Realizado o julgamento e fixada a matéria de facto, a Mma Juíza da 1.ª instância proferiu sentença, julgando a acção procedente, por ilicitude do despedimento, e condenou a ré, para além do mais, no pagamento de € 8 728,96 a título de indemnização por antiguidade e de € 6 027,14 a título de retribuições vincendas “desde 30 dias antes da propositura da acção até hoje” (leia-se, data da sentença).

Inconformada, a Ré apelou para este Tribunal da Relação, concluindo, em síntese, que não houve despedimento da Autora, mas se se considerar que o despedimento foi ilícito, não tem direito às retribuições vincendas dado que o contrato de trabalho cessou por caducidade, em 2000.08.07, data do falecimento da entidade patronal da Autora, ou com a transmissão do acervo do estabelecimento para a recorrida.
A Autora contra-alegou, pugnando pela manutenção do julgado.

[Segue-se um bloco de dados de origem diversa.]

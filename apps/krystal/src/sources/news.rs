//! # News Client
//!
//! News search and trending topics from a NewsAPI-compatible service
//! (`X-Api-Key` header), plus keyword entity extraction over article text.

use super::{Auth, ClientOptions, HttpSource, degrade};
use krystal_core::EntityKind;
use serde::{Deserialize, Serialize};
use serde_json::Value;

pub const NEWS_BASE_URL: &str = "https://newsapi.org/v2";

// =============================================================================
// RECORDS
// =============================================================================

/// A news article.
#[derive(Debug, Clone, PartialEq, Serialize, Deserialize)]
pub struct Article {
    pub title: String,
    #[serde(default)]
    pub url: String,
    #[serde(default)]
    pub source: String,
    #[serde(default)]
    pub published_at: String,
    #[serde(default)]
    pub content: String,
    /// Entity names mentioned by the article.
    #[serde(default)]
    pub entities: Vec<String>,
}

impl Article {
    /// Placeholder article titled with the query, for when nothing was found.
    #[must_use]
    pub fn titled(title: impl Into<String>) -> Self {
        Self {
            title: title.into(),
            url: String::new(),
            source: String::new(),
            published_at: String::new(),
            content: String::new(),
            entities: Vec::new(),
        }
    }
}

/// A currently trending news topic.
#[derive(Debug, Clone, PartialEq, Serialize, Deserialize)]
pub struct TrendingTopic {
    pub title: String,
    #[serde(default, skip_serializing_if = "Option::is_none")]
    pub volume: Option<u32>,
    #[serde(default, skip_serializing_if = "Option::is_none")]
    pub sentiment: Option<String>,
}

/// An entity recognised in free text.
#[derive(Debug, Clone, PartialEq, Serialize, Deserialize)]
pub struct ExtractedEntity {
    pub name: String,
    #[serde(rename = "type")]
    pub kind: EntityKind,
    pub confidence: f64,
}

// =============================================================================
// ENTITY EXTRACTION
// =============================================================================

const TECHNOLOGY_KEYWORDS: [&str; 4] = ["apple", "google", "microsoft", "amazon"];
const GOVERNMENT_KEYWORDS: [&str; 3] = ["senate", "congress", "white house"];

/// Recognise entity categories in `text` by keyword.
///
/// At most one technology corporation and one government entity are
/// reported, in that order.
#[must_use]
pub fn extract_entities(text: &str) -> Vec<ExtractedEntity> {
    let lower = text.to_lowercase();
    let mentions = |keywords: &[&str]| keywords.iter().any(|k| lower.contains(k));

    let mut entities = Vec::new();
    if mentions(&TECHNOLOGY_KEYWORDS[..]) {
        entities.push(ExtractedEntity {
            name: "Technology Corporation".to_string(),
            kind: EntityKind::Corporation,
            confidence: 0.85,
        });
    }
    if mentions(&GOVERNMENT_KEYWORDS[..]) {
        entities.push(ExtractedEntity {
            name: "Government Entity".to_string(),
            kind: EntityKind::Government,
            confidence: 0.75,
        });
    }
    entities
}

// =============================================================================
// CLIENT
// =============================================================================

/// News API client.
#[derive(Debug, Clone)]
pub struct NewsClient {
    api_key: Option<String>,
    source: HttpSource,
}

impl NewsClient {
    #[must_use]
    pub fn new(api_key: Option<String>, options: &ClientOptions) -> Self {
        Self::with_base_url(api_key, NEWS_BASE_URL, options)
    }

    #[must_use]
    pub fn with_base_url(api_key: Option<String>, base_url: &str, options: &ClientOptions) -> Self {
        let auth = Auth::Header("X-Api-Key", api_key.clone().unwrap_or_default());
        Self {
            api_key,
            source: HttpSource::new(base_url, auth, options),
        }
    }

    /// Whether calls go to the live service.
    #[must_use]
    pub fn is_api_available(&self) -> bool {
        self.api_key.is_some()
    }

    /// Articles about `query`, most relevant first.
    pub async fn search_news(&self, query: &str, max_results: usize, language: &str) -> Vec<Article> {
        let mut articles = if self.is_api_available() {
            let params = [
                ("q", query.to_string()),
                ("pageSize", max_results.to_string()),
                ("language", language.to_string()),
                ("sortBy", "relevancy".to_string()),
            ];
            match self.source.get_json("/everything", &params).await {
                Ok(body) => parse_articles(&body),
                Err(e) => {
                    degrade("news", "search_news", &e);
                    Vec::new()
                }
            }
        } else {
            fixture_articles(query)
        };
        articles.truncate(max_results);
        articles
    }

    /// Trending topics of a news category.
    pub async fn get_trending_topics(&self, category: &str) -> Vec<TrendingTopic> {
        if !self.is_api_available() {
            return fixture_topics();
        }

        let params = [
            ("category", category.to_string()),
            ("country", "us".to_string()),
        ];
        match self.source.get_json("/top-headlines", &params).await {
            Ok(body) => parse_articles(&body)
                .into_iter()
                .map(|article| TrendingTopic {
                    title: article.title,
                    volume: None,
                    sentiment: None,
                })
                .collect(),
            Err(e) => {
                degrade("news", "get_trending_topics", &e);
                Vec::new()
            }
        }
    }
}

// =============================================================================
// RESPONSE PARSING
// =============================================================================

/// Articles of a NewsAPI response. Mentioned entities are extracted from
/// title and content.
pub(crate) fn parse_articles(body: &Value) -> Vec<Article> {
    let Some(items) = body.get("articles").and_then(Value::as_array) else {
        return Vec::new();
    };
    let text = |item: &Value, key: &str| {
        item.get(key)
            .and_then(Value::as_str)
            .unwrap_or_default()
            .to_string()
    };

    items
        .iter()
        .filter_map(|item| {
            let title = text(item, "title");
            if title.is_empty() {
                return None;
            }
            let content = match text(item, "content") {
                c if c.is_empty() => text(item, "description"),
                c => c,
            };
            let source = item
                .get("source")
                .and_then(|s| s.get("name"))
                .and_then(Value::as_str)
                .unwrap_or_default()
                .to_string();
            let entities = extract_entities(&format!("{} {}", title, content))
                .into_iter()
                .map(|e| e.name)
                .collect();

            Some(Article {
                url: text(item, "url"),
                published_at: text(item, "publishedAt"),
                title,
                source,
                content,
                entities,
            })
        })
        .collect()
}

// =============================================================================
// FIXTURES
// =============================================================================

fn fixture_articles(query: &str) -> Vec<Article> {
    vec![
        Article {
            title: format!("Breaking News: Major Developments in {}", query),
            url: "https://example.com/news/1".to_string(),
            source: "Example News".to_string(),
            published_at: "2024-01-15T10:00:00Z".to_string(),
            content: format!(
                "This is a sample article about {} and its impact on various sectors.",
                query
            ),
            entities: vec![
                format!("{} Corporation", query),
                "Government Official".to_string(),
            ],
        },
        Article {
            title: format!("Analysis: The Future of {} Industry", query),
            url: "https://example.com/news/2".to_string(),
            source: "Business Daily".to_string(),
            published_at: "2024-01-14T15:30:00Z".to_string(),
            content: format!(
                "Deep analysis of how {} is transforming the business landscape.",
                query
            ),
            entities: vec![
                format!("{} Foundation", query),
                "Industry Leaders".to_string(),
            ],
        },
    ]
}

fn fixture_topics() -> Vec<TrendingTopic> {
    [
        ("Technology Sector Regulations", 85, "mixed"),
        ("Corporate Mergers and Acquisitions", 72, "positive"),
        ("Political Campaign Financing", 68, "negative"),
    ]
    .into_iter()
    .map(|(title, volume, sentiment)| TrendingTopic {
        title: title.to_string(),
        volume: Some(volume),
        sentiment: Some(sentiment.to_string()),
    })
    .collect()
}

// =============================================================================
// TESTS
// =============================================================================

O M. Público emitiu Parecer, no sentido de que seja negado provimento ao recurso.

Corridos os vistos legais, cumpre apreciar e decidir.

II - Os Factos
A decisão proferida na 1.ª instância sobre a matéria de facto não foi impugnada, nem padece dos vícios previstos no artigo 712.º, n.º 4 do CPC, pelo que se mantém nos seus precisos termos, de harmonia com o estabelecido no artigo 713.º, n.º 6 do CPC.

III - O Direito
Atento o disposto nos artigos 684.º, n.º 3 e 690.º, n.ºs 1 e 3, do CPC, aplicáveis por força do artigo 1.º, n.º 2, alínea a) e artigo 87.º do CPT, as conclusões da recorrente delimitam o objecto do recurso sob apreciação e os poderes de cognição do tribunal ad quem, salvo quanto a questões de conhecimento oficioso.
Mas essa delimitação é precedida de uma outra, qual seja a do reexame de questões já submetidas à apreciação do tribunal recorrido, isto é, o tribunal ad quem não pode criar decisões sobre matéria nova, matéria não submetida ao exame do tribunal de que se recorre. (cfr., por todos, o Ac. do STJ, de 09.03.1993, BMJ 435/438).
A Autora alegou na petição inicial que o contrato de trabalho cessou por iniciativa do empregador. Ao contrário, a ré alegou que o contrato cessou por abandono da Autora do seu local de trabalho, sem aviso prévio.
Da matéria de facto provada, resulta que o contrato de trabalho cessou, em 07.07.2000, por iniciativa do empregador e sem a precedência de processo disciplinar.
Os efeitos da ilicitude do despedimento são os previstos no artigo 13.º, n.º 1 do DL n.º 64-A/89, de 27.02, aplicável ao caso dos autos.
Assim, para além da reintegração (ou indemnização), o trabalhador tem direito ao pagamento da importância correspondente ao valor das retribuições que deixou de auferir desde a data do despedimento até ao trânsito da decisão final.
A Autora optou pela indemnização por antiguidade e pediu, além do mais, a condenação da Ré no pagamento das prestações pecuniárias deixadas de auferir desde a propositura desta acção até à data do trânsito em julgado da sentença (alínea F) do pedido).
Se o pagamento da indemnização por antiguidade não é questionável, dada a ilicitude do despedimento, já o é o pagamento das retribuições vincendas.
O pagamento das retribuições vincendas pressupõe a continuidade da relação laboral, por virtude da declaração de ilicitude do despedimento.
Ora, quando a Autora veio a juízo, em 02.07.2001, o contrato de trabalho já não vigorava há muito tempo.
A Autora tinha cabal conhecimento de que, para além da morte do empregador, em 07.08.2000, tinha recebido, após o falecimento deste, como bens da herança, um automóvel, marca Toyota e o acervo do estabelecimento de contabilidade, incluindo o equipamento e a clientela existente.
Assim, perante a morte do empregador e sem a continuação da actividade do gabinete de contabilidade pelos seus sucessores, o contrato de trabalho caducou (ver artigo 6.º, n.º 1 do DL n.º 64-A/89, de 27.02).
E, para além disso, o contrato de trabalho também cessaria com o recebimento, pela Autora, do acervo do estabelecimento de contabilidade, incluindo o equipamento e a clientela existente. Passando a Autora a ser a titular do gabinete de contabilidade, o contrato de trabalho cessa imediatamente, por incompatibilidade da mesma pessoa reunir as qualidades de trabalhador e de empregador em nome individual.
Mutatis mutandis, o caso dos autos é uma situação típica de cessação do contrato de trabalho por confusão (cfr. artigo 868.º do CC).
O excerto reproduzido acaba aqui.